Your assignment:
Each line in the entries below that holds the string "over" is to be listed.

----

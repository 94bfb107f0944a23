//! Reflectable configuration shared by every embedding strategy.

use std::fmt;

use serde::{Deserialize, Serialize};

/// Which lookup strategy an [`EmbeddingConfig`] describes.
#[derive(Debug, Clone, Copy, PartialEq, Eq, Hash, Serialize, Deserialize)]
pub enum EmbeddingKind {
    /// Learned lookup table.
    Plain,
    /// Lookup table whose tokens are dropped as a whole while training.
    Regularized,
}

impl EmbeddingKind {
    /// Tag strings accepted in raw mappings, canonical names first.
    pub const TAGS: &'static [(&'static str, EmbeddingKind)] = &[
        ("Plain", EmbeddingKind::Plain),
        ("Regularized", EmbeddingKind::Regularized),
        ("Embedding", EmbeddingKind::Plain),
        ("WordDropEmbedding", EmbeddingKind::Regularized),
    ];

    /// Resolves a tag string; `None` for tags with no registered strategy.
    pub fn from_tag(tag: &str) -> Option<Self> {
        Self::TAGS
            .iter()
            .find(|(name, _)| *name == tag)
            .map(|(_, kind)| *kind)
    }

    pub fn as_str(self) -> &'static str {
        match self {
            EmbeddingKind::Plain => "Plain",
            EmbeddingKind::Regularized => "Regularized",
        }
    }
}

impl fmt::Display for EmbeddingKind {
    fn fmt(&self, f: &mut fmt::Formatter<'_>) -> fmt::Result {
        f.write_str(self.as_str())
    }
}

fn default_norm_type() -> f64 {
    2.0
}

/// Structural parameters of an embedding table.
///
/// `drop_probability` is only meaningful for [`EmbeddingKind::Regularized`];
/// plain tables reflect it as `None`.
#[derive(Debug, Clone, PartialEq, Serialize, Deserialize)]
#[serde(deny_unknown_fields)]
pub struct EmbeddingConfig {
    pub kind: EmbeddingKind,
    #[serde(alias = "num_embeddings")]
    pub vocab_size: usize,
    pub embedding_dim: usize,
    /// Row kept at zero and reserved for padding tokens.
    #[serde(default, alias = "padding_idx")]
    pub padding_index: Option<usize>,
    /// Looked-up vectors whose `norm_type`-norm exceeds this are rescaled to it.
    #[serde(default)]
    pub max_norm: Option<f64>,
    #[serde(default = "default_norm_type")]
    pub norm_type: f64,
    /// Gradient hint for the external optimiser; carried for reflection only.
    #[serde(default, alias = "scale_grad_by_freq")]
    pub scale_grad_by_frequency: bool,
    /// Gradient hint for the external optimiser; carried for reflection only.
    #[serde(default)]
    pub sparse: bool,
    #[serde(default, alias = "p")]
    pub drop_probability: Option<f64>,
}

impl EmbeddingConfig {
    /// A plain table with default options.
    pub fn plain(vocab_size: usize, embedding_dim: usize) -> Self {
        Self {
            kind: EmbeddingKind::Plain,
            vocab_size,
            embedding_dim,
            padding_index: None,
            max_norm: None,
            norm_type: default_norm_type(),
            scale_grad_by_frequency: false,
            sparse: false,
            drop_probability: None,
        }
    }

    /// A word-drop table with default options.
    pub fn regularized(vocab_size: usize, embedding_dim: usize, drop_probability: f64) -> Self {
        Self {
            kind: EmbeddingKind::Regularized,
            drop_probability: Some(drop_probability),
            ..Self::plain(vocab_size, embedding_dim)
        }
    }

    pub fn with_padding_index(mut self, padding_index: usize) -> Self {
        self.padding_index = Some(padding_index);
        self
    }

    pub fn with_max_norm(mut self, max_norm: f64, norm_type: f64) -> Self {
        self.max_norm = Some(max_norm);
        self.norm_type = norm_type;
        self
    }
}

----

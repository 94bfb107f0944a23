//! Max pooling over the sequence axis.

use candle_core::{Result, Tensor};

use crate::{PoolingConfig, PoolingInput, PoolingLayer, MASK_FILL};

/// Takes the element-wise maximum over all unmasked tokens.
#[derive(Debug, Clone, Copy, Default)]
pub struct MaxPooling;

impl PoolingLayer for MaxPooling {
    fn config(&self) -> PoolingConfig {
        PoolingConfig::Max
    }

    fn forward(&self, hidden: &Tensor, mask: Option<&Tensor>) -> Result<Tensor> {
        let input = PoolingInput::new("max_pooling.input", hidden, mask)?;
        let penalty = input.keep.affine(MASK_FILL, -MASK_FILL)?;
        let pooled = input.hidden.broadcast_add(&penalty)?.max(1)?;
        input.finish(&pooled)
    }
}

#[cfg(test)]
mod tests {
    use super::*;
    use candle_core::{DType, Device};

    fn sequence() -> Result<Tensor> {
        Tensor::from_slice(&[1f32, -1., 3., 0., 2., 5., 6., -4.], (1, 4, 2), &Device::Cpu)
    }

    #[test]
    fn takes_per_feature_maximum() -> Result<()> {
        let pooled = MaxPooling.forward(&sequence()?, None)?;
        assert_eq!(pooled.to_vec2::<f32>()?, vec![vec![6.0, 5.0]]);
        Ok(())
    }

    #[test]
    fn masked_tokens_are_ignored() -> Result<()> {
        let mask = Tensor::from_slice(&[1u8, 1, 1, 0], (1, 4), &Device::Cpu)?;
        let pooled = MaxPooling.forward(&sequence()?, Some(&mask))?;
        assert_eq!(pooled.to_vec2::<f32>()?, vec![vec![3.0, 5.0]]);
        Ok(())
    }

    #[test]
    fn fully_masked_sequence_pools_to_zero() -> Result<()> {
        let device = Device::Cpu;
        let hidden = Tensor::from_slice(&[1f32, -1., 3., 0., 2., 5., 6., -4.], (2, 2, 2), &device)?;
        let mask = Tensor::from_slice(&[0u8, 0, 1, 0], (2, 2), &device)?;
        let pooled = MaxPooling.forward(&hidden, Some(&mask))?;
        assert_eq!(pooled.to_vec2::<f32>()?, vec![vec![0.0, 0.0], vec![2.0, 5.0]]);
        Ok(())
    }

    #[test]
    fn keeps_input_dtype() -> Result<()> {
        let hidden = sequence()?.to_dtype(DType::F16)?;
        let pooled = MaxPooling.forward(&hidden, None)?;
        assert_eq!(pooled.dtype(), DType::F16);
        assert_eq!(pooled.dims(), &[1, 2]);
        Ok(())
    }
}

----

Task solution:
//! Max pooling over the sequence axis.
/// Takes the element-wise maximum over all unmasked tokens.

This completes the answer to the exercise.